_What is needed_.
Please output, without any change, the lines of the material below from the very first through the one with "#[must_use]".

═══ Data in this exercise ═══

use std::fmt;

use crate::core::kdtree::KdTreeError;

/// Crate-level error returned by the loader, the service and the server.
///
/// Errors raised by the kd-tree itself are wrapped in [`KdSearchError::KdTree`]
/// so callers can still match on the precise tree failure.
#[derive(Debug)]
pub enum KdSearchError {
    Io(std::io::Error),
    Json(serde_json::Error),
    /// A component of an input vector did not parse as a number.
    MalformedInput { line: usize, message: String },
    KdTree(KdTreeError),
    Configuration(String),
    InvalidInput { message: String },
}

impl fmt::Display for KdSearchError {
    fn fmt(&self, f: &mut fmt::Formatter<'_>) -> fmt::Result {
        match self {
            Self::Io(e) => write!(f, "IO Error: {}", e),
            Self::Json(e) => write!(f, "JSON Serialization/Deserialization Error: {}", e),
            Self::MalformedInput { line, message } => {
                write!(f, "Malformed input on line {}: {}", line, message)
            }
            Self::KdTree(e) => write!(f, "{}", e),
            Self::Configuration(s) => write!(f, "Configuration error: {}", s),
            Self::InvalidInput { message } => write!(f, "Invalid input: {}", message),
        }
    }
}

impl std::error::Error for KdSearchError {
    fn source(&self) -> Option<&(dyn std::error::Error + 'static)> {
        match self {
            Self::Io(e) => Some(e),
            Self::Json(e) => Some(e),
            Self::KdTree(e) => Some(e),
            _ => None,
        }
    }
}

impl From<std::io::Error> for KdSearchError {
    fn from(err: std::io::Error) -> Self {
        Self::Io(err)
    }
}

impl From<serde_json::Error> for KdSearchError {
    fn from(err: serde_json::Error) -> Self {
        Self::Json(err)
    }
}

impl From<KdTreeError> for KdSearchError {
    fn from(err: KdTreeError) -> Self {
        Self::KdTree(err)
    }
}

impl KdSearchError {
    /// Whether the error was caused by the caller's input rather than the environment.
    #[must_use]
    pub const fn is_client_error(&self) -> bool {
        matches!(
            self,
            Self::Json(_) | Self::MalformedInput { .. } | Self::KdTree(_) | Self::InvalidInput { .. }
        )
    }
}
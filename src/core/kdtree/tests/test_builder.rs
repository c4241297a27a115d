// src/core/kdtree/tests/test_builder.rs

#[cfg(test)]
mod builder_tests {
    use crate::core::kdtree::builder::{build_kdtree, build_node};
    use crate::core::kdtree::dataset::DataSet;
    use crate::core::kdtree::error::KdTreeError;
    use crate::core::kdtree::tree::{KdNode, KdTree};
    use crate::core::vector::Vector;

    // Helper to create vectors easily
    fn vec_data(data: &[f64]) -> Vector {
        Vector::new(data.to_vec())
    }

    fn collect_medians(node: Option<&KdNode>, out: &mut Vec<Vector>) {
        if let Some(node) = node {
            out.push(node.median().clone());
            collect_medians(node.left(), out);
            collect_medians(node.right(), out);
        }
    }

    #[test]
    fn test_build_empty() {
        let tree = build_kdtree(Vec::new()).unwrap();
        assert!(tree.root().is_none());
        assert!(tree.is_empty());
        assert_eq!(tree.len(), 0);
        assert_eq!(tree.depth(), 0);
    }

    #[test]
    fn test_build_single_point() {
        let tree = build_kdtree(vec![vec_data(&[1.0, 2.0])]).unwrap();
        let root = tree.root().expect("root");
        assert!(root.is_leaf());
        assert_eq!(root.dim(), 0);
        assert_eq!(root.median(), &vec_data(&[1.0, 2.0]));
        assert_eq!(tree.dimension(), 2);
        assert_eq!(tree.len(), 1);
    }

    #[test]
    fn test_build_two_points_larger_becomes_root() {
        let tree = build_kdtree(vec![vec_data(&[1.0]), vec_data(&[2.0])]).unwrap();
        let root = tree.root().expect("root");
        assert_eq!(root.median(), &vec_data(&[2.0]));
        assert!(root.right().is_none());

        let left = root.left().expect("left leaf");
        assert!(left.is_leaf());
        assert_eq!(left.median(), &vec_data(&[1.0]));
    }

    #[test]
    fn test_build_two_points_input_order_irrelevant() {
        let forward = build_kdtree(vec![vec_data(&[1.0]), vec_data(&[2.0])]).unwrap();
        let reversed = build_kdtree(vec![vec_data(&[2.0]), vec_data(&[1.0])]).unwrap();
        assert_eq!(forward, reversed);
    }

    #[test]
    fn test_dimension_mismatch_error() {
        let result = build_kdtree(vec![vec_data(&[1.0, 2.0]), vec_data(&[1.0, 2.0, 3.0])]);
        assert!(matches!(result, Err(KdTreeError::DimensionMismatch { expected: 2, found: 3, position: 1 })));
    }

    #[test]
    fn test_build_dimension_zero_error() {
        let result = build_kdtree(vec![Vector::default()]);
        assert!(matches!(result, Err(KdTreeError::ZeroDimension)));
    }

    #[test]
    fn test_build_rejects_nan_component() {
        let result = build_kdtree(vec![vec_data(&[0.0, 0.0]), vec_data(&[f64::NAN, 0.0])]);
        assert_eq!(result, Err(KdTreeError::NonFiniteComponent { position: 1, axis: 0 }));
    }

    #[test]
    fn test_build_rejects_infinite_component() {
        let result = build_kdtree(vec![vec_data(&[f64::INFINITY]), vec_data(&[1.0])]);
        assert!(matches!(result, Err(KdTreeError::NonFiniteComponent { position: 0, axis: 0 })));
    }

    #[test]
    fn test_build_node_rejects_empty_data_set() {
        let mut items = vec![vec_data(&[1.0]), vec_data(&[2.0])];
        let dataset = DataSet::new(&mut items).unwrap();
        let split = dataset.split_by_median_and_dim().unwrap();
        // The right half of a two-item split is empty.
        assert!(matches!(build_node(split.right), Err(KdTreeError::InternalError(_))));
    }

    #[test]
    fn test_build_recursive_logic_simple_split() {
        // Sorted by x: (2,3), (4,7), (5,4), (7,2), (8,1), (9,6)
        // Median index 6 / 2 = 3 -> (7,2).
        let points = vec![
            vec_data(&[2.0, 3.0]),
            vec_data(&[5.0, 4.0]),
            vec_data(&[9.0, 6.0]),
            vec_data(&[4.0, 7.0]),
            vec_data(&[8.0, 1.0]),
            vec_data(&[7.0, 2.0]),
        ];
        let tree = build_kdtree(points).unwrap();
        assert_eq!(tree.len(), 6);
        assert_eq!(tree.depth(), 3);

        let root = tree.root().expect("root");
        assert_eq!(root.dim(), 0);
        assert_eq!(root.median(), &vec_data(&[7.0, 2.0]));

        // Left: (2,3), (4,7), (5,4) sorted by y -> (2,3), (5,4), (4,7)
        let left = root.left().expect("left");
        assert_eq!(left.dim(), 1);
        assert_eq!(left.median(), &vec_data(&[5.0, 4.0]));
        assert_eq!(left.left().map(KdNode::median), Some(&vec_data(&[2.0, 3.0])));
        assert_eq!(left.right().map(KdNode::median), Some(&vec_data(&[4.0, 7.0])));
        assert_eq!(left.left().map(KdNode::dim), Some(0));

        // Right: (8,1), (9,6) sorted by y -> median (9,6), left leaf (8,1)
        let right = root.right().expect("right");
        assert_eq!(right.dim(), 1);
        assert_eq!(right.median(), &vec_data(&[9.0, 6.0]));
        assert_eq!(right.left().map(KdNode::median), Some(&vec_data(&[8.0, 1.0])));
        assert!(right.right().is_none());
    }

    #[test]
    fn test_every_vector_lands_in_exactly_one_node() {
        let points: Vec<Vector> = (0..37_i32)
            .map(|i| vec_data(&[f64::from(i * 7 % 11), f64::from(i * 3 % 5), f64::from(i)]))
            .collect();
        let tree = KdTree::build(points.clone()).unwrap();

        let mut medians = Vec::new();
        collect_medians(tree.root(), &mut medians);
        assert_eq!(medians.len(), points.len());
        for p in &points {
            assert_eq!(medians.iter().filter(|m| *m == p).count(), 1, "missing or duplicated {}", p);
        }
    }

    #[test]
    fn test_duplicates_are_all_kept() {
        let points = vec![vec_data(&[1.0, 1.0]); 5];
        let tree = build_kdtree(points).unwrap();
        let mut medians = Vec::new();
        collect_medians(tree.root(), &mut medians);
        assert_eq!(medians.len(), 5);
    }

    #[test]
    fn test_render_three_points() {
        let tree = build_kdtree(vec![vec_data(&[3.0]), vec_data(&[1.0]), vec_data(&[2.0])]).unwrap();
        let expected = format!(
            "{child}{left} (0, [1])\n{root} (0, [2])\n{child}{right} (0, [3])\n",
            child = "     ",
            left = "    ┌────",
            root = "    ",
            right = "    └────",
        );
        assert_eq!(tree.render(), expected);
        assert_eq!(tree.to_string(), expected);
    }

    #[test]
    fn test_render_empty_tree() {
        assert_eq!(KdTree::empty().render(), "");
    }
}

═══

_Problem solution_.
use std::fmt;

use crate::core::kdtree::KdTreeError;

/// Crate-level error returned by the loader, the service and the server.
///
/// Errors raised by the kd-tree itself are wrapped in [`KdSearchError::KdTree`]
/// so callers can still match on the precise tree failure.
#[derive(Debug)]
pub enum KdSearchError {
    Io(std::io::Error),
    Json(serde_json::Error),
    /// A component of an input vector did not parse as a number.
    MalformedInput { line: usize, message: String },
    KdTree(KdTreeError),
    Configuration(String),
    InvalidInput { message: String },
}

impl fmt::Display for KdSearchError {
    fn fmt(&self, f: &mut fmt::Formatter<'_>) -> fmt::Result {
        match self {
            Self::Io(e) => write!(f, "IO Error: {}", e),
            Self::Json(e) => write!(f, "JSON Serialization/Deserialization Error: {}", e),
            Self::MalformedInput { line, message } => {
                write!(f, "Malformed input on line {}: {}", line, message)
            }
            Self::KdTree(e) => write!(f, "{}", e),
            Self::Configuration(s) => write!(f, "Configuration error: {}", s),
            Self::InvalidInput { message } => write!(f, "Invalid input: {}", message),
        }
    }
}

impl std::error::Error for KdSearchError {
    fn source(&self) -> Option<&(dyn std::error::Error + 'static)> {
        match self {
            Self::Io(e) => Some(e),
            Self::Json(e) => Some(e),
            Self::KdTree(e) => Some(e),
            _ => None,
        }
    }
}

impl From<std::io::Error> for KdSearchError {
    fn from(err: std::io::Error) -> Self {
        Self::Io(err)
    }
}

impl From<serde_json::Error> for KdSearchError {
    fn from(err: serde_json::Error) -> Self {
        Self::Json(err)
    }
}

impl From<KdTreeError> for KdSearchError {
    fn from(err: KdTreeError) -> Self {
        Self::KdTree(err)
    }
}

impl KdSearchError {
    /// Whether the error was caused by the caller's input rather than the environment.
    #[must_use]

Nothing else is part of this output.